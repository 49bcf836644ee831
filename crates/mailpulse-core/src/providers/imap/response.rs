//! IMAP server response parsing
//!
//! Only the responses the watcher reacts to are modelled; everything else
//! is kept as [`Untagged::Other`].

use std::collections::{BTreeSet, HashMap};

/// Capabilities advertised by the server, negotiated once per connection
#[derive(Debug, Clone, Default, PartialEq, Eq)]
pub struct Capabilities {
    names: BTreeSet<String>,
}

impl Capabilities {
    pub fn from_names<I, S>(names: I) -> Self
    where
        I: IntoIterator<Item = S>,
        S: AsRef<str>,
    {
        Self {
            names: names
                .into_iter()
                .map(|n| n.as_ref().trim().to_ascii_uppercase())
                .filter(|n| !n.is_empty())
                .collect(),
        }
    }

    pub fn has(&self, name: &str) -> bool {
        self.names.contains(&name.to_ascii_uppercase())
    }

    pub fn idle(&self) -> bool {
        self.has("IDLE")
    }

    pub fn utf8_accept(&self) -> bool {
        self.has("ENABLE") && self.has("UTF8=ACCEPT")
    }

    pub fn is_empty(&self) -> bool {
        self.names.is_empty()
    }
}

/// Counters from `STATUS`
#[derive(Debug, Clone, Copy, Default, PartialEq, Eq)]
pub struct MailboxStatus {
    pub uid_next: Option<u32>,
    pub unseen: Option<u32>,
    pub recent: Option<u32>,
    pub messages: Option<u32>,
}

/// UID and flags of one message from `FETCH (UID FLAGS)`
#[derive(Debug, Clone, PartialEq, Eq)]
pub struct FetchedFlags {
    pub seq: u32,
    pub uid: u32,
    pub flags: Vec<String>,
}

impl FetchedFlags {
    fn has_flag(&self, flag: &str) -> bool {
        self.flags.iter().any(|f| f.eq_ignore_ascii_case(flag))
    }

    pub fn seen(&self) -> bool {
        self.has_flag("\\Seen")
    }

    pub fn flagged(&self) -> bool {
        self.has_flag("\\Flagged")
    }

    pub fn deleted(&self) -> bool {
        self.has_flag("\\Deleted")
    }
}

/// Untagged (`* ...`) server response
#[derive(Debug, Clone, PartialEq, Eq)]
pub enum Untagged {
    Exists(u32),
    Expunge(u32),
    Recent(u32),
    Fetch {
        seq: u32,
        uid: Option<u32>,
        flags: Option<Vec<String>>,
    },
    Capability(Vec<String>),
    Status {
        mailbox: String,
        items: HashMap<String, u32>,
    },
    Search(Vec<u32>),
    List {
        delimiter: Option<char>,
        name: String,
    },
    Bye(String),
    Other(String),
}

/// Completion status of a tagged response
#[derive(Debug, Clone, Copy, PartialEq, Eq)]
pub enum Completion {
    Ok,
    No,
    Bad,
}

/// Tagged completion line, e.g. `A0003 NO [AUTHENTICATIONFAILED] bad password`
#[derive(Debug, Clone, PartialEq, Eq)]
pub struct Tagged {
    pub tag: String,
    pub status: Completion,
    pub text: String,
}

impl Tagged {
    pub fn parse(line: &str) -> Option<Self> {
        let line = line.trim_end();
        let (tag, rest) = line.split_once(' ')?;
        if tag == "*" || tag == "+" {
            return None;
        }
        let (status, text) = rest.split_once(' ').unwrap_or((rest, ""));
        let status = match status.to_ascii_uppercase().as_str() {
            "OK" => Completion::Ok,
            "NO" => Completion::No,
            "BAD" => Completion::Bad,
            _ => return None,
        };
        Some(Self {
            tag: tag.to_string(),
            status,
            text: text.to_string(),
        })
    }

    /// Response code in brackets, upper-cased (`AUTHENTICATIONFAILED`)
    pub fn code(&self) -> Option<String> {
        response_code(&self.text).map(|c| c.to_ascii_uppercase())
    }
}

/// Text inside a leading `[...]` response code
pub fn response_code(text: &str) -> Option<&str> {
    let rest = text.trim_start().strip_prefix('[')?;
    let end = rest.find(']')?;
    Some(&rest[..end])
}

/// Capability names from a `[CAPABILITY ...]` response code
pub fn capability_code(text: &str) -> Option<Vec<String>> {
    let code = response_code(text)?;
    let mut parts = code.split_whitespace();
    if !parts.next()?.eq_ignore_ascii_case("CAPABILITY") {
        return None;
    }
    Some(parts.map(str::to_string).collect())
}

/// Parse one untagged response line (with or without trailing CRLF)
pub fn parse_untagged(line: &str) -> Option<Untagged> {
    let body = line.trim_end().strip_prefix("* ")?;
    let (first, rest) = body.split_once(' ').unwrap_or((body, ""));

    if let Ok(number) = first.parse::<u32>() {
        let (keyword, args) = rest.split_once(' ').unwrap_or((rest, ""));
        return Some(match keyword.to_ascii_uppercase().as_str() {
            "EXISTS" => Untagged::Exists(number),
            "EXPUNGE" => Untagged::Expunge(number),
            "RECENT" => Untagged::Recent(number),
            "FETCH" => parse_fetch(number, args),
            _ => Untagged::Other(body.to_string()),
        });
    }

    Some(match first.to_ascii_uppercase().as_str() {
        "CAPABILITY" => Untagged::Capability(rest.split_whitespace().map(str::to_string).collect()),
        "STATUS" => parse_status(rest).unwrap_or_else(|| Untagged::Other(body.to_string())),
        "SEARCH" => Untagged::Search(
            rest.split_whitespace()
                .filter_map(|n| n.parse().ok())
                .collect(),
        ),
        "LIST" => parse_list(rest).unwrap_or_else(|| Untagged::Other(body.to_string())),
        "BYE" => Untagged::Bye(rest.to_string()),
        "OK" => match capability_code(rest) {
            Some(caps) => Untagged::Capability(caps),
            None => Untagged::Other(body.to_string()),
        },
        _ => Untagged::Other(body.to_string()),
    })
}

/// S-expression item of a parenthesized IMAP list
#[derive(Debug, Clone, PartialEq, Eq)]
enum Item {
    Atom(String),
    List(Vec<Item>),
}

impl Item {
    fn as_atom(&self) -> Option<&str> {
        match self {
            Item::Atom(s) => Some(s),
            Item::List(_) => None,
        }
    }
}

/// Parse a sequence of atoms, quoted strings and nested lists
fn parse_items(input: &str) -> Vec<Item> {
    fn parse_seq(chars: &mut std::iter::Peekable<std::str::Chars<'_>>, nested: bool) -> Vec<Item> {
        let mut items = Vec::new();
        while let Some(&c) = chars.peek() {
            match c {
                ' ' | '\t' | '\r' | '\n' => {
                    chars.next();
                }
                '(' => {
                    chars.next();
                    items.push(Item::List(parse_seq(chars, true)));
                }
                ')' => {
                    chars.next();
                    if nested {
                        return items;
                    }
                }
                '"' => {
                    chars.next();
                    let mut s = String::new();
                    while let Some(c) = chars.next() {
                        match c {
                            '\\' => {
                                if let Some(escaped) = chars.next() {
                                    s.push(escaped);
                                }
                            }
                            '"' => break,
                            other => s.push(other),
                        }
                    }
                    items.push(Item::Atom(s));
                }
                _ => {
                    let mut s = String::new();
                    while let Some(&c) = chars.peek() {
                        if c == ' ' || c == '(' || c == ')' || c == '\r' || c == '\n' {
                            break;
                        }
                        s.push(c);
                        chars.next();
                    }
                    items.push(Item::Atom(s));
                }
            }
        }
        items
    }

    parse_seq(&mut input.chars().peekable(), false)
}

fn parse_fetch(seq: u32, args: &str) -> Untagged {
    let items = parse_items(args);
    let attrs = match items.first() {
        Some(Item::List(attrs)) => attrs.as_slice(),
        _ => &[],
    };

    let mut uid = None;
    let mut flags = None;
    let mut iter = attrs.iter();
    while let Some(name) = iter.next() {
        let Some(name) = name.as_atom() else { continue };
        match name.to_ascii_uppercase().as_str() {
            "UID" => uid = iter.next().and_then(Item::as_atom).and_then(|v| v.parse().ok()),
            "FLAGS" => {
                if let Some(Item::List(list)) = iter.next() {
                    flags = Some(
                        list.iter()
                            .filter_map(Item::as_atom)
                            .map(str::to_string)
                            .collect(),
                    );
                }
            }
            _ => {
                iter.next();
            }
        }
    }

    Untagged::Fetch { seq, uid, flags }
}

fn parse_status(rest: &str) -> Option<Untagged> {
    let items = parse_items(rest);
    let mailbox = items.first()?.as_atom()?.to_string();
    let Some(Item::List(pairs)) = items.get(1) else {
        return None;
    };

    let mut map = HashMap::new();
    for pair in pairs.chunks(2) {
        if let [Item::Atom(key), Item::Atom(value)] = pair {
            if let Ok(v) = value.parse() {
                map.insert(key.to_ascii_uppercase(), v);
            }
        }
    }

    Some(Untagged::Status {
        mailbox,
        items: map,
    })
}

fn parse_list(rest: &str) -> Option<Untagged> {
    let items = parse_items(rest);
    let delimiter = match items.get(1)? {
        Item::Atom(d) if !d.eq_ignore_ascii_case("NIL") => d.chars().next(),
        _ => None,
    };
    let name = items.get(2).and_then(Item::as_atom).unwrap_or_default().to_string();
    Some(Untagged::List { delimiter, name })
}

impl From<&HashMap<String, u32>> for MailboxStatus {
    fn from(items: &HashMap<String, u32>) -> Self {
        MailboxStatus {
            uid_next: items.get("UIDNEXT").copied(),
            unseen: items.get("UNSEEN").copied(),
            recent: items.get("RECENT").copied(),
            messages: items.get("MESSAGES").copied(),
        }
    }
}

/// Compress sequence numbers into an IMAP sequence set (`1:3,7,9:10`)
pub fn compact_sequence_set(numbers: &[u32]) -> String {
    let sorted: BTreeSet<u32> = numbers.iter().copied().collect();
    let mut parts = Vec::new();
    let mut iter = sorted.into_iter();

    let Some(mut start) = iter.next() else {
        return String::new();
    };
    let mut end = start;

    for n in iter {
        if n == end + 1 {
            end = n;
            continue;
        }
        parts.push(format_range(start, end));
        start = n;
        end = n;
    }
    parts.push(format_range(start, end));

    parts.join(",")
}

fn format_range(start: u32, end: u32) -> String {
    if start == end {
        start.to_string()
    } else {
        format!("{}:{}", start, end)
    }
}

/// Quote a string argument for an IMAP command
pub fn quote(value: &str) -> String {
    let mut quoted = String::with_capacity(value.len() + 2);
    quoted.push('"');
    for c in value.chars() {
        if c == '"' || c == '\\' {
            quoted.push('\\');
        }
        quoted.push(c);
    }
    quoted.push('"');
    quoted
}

^^^^^^^^^^^^^^^^

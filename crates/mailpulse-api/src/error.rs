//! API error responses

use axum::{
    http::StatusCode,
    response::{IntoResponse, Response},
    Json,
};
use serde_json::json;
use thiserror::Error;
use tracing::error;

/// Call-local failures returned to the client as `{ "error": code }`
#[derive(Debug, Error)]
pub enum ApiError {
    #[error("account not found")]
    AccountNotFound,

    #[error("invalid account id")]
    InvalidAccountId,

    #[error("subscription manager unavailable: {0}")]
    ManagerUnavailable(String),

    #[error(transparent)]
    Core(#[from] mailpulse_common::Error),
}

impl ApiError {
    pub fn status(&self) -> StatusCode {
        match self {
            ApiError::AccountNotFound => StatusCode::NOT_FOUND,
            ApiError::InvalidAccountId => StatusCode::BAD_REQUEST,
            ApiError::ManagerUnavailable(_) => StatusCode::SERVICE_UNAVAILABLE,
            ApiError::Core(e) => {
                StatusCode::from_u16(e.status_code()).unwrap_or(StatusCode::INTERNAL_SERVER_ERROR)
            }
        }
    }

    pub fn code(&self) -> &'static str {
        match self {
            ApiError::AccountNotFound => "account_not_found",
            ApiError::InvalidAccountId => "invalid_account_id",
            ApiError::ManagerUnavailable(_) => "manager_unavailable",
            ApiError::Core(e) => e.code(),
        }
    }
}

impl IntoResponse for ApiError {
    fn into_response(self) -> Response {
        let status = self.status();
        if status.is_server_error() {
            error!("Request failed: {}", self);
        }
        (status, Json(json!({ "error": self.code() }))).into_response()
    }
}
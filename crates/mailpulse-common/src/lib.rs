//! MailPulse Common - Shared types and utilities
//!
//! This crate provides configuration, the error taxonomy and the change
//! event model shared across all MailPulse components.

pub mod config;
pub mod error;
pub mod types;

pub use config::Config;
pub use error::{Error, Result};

^^^^^^^^^^^^^^^^

Could you restate, word for word, the lines above from the one with "repository 49bcf836644ee831" to the one with "pub struct MailboxStatus", both included?

repository 49bcf836644ee831
filename crates/mailpulse-core/src/providers/imap/response.rs
//! IMAP server response parsing
//!
//! Only the responses the watcher reacts to are modelled; everything else
//! is kept as [`Untagged::Other`].

use std::collections::{BTreeSet, HashMap};

/// Capabilities advertised by the server, negotiated once per connection
#[derive(Debug, Clone, Default, PartialEq, Eq)]
pub struct Capabilities {
    names: BTreeSet<String>,
}

impl Capabilities {
    pub fn from_names<I, S>(names: I) -> Self
    where
        I: IntoIterator<Item = S>,
        S: AsRef<str>,
    {
        Self {
            names: names
                .into_iter()
                .map(|n| n.as_ref().trim().to_ascii_uppercase())
                .filter(|n| !n.is_empty())
                .collect(),
        }
    }

    pub fn has(&self, name: &str) -> bool {
        self.names.contains(&name.to_ascii_uppercase())
    }

    pub fn idle(&self) -> bool {
        self.has("IDLE")
    }

    pub fn utf8_accept(&self) -> bool {
        self.has("ENABLE") && self.has("UTF8=ACCEPT")
    }

    pub fn is_empty(&self) -> bool {
        self.names.is_empty()
    }
}

/// Counters from `STATUS`
#[derive(Debug, Clone, Copy, Default, PartialEq, Eq)]
pub struct MailboxStatus {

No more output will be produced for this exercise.